Top of Data listing

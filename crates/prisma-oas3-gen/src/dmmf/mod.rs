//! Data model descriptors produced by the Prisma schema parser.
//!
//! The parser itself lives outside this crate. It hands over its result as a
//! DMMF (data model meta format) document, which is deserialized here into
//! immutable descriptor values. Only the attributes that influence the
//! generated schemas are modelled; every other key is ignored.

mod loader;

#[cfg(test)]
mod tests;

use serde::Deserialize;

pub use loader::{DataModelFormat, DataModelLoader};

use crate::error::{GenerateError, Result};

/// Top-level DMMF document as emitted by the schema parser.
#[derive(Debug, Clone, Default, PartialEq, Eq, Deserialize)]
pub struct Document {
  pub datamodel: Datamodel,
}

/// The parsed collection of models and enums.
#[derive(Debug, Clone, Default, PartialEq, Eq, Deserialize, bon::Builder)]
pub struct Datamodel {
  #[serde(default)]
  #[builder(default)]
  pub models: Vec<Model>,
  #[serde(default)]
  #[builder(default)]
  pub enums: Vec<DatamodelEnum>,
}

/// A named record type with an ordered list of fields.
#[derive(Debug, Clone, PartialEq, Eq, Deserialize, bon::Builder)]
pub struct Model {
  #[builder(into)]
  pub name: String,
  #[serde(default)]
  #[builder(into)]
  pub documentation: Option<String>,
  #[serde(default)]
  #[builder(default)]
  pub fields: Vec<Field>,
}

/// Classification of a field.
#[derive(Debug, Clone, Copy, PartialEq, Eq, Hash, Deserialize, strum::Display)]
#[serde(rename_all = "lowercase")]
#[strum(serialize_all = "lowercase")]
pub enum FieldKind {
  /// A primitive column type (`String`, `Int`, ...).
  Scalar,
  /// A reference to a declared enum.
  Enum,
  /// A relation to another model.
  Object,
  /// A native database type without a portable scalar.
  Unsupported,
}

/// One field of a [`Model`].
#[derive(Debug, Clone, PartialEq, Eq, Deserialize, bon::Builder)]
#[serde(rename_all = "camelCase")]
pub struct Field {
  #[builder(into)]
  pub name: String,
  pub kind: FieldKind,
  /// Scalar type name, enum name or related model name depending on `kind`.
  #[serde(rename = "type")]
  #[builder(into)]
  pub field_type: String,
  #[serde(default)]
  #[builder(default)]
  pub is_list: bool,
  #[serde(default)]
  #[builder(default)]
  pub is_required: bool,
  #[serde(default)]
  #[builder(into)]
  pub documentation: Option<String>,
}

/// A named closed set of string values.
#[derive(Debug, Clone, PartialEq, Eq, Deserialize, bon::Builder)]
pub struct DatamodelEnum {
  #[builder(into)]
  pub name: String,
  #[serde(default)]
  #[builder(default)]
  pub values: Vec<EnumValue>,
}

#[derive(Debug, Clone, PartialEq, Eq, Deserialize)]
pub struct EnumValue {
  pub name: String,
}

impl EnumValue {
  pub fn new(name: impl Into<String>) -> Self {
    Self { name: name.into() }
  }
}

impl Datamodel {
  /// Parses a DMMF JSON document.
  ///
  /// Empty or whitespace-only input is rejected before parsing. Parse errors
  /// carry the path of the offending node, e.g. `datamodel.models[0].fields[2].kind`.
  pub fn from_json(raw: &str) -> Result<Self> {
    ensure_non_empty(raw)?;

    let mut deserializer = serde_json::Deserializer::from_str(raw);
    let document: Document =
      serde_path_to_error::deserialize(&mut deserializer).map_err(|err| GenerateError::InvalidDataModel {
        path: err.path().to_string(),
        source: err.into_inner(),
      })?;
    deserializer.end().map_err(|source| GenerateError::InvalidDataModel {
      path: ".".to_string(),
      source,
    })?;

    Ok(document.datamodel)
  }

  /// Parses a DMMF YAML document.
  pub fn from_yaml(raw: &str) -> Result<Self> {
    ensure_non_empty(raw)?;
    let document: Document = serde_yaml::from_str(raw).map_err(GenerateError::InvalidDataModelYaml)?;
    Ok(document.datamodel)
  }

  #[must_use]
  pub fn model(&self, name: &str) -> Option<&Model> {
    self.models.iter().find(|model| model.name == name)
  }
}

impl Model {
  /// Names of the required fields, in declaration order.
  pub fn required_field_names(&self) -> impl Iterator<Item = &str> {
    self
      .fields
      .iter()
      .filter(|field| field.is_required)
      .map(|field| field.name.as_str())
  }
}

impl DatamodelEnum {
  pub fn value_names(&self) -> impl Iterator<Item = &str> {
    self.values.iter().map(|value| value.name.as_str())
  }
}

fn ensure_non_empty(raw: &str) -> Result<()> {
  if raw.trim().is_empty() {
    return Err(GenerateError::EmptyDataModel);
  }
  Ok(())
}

Bottom of Data listing
Top of Data listing

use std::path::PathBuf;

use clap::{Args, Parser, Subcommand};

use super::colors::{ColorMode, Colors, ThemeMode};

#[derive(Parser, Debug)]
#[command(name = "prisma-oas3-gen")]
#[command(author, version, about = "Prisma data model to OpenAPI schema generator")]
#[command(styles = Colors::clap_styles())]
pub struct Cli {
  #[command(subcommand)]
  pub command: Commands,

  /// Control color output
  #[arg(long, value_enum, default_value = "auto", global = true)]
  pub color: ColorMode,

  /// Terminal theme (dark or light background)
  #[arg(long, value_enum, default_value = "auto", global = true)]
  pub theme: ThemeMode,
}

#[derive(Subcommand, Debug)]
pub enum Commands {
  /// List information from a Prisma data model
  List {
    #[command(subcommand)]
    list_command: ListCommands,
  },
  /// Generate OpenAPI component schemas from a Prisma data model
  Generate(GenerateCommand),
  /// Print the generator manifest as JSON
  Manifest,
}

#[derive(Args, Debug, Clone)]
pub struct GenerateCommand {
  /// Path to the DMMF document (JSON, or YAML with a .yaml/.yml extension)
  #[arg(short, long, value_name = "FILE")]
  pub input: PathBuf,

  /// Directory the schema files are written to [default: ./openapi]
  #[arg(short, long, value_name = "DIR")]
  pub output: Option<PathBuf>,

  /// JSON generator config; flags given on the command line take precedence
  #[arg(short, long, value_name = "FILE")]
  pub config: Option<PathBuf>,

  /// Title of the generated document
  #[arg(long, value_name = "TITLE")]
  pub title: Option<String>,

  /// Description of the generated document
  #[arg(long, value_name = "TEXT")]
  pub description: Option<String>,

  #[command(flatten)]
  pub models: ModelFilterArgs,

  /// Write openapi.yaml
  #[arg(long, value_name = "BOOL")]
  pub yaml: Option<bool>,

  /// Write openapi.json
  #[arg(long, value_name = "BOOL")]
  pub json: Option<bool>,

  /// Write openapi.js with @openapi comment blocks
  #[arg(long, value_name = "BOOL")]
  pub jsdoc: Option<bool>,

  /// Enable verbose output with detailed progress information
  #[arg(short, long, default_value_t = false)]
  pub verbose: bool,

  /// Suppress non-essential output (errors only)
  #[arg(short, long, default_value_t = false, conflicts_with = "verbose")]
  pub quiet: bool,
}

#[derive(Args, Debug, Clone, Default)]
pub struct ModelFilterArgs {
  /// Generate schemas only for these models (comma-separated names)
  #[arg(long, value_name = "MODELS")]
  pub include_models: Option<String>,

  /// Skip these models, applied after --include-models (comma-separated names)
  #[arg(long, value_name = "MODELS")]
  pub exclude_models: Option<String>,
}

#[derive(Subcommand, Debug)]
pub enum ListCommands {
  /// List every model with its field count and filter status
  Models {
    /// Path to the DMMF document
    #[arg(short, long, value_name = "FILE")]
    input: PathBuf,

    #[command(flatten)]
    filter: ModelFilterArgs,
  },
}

Bottom of Data listing

- Required action: Report every line from the material above that mentions the word "these".

- Task answer:
  /// Generate schemas only for these models (comma-separated names)
  /// Skip these models, applied after --include-models (comma-separated names)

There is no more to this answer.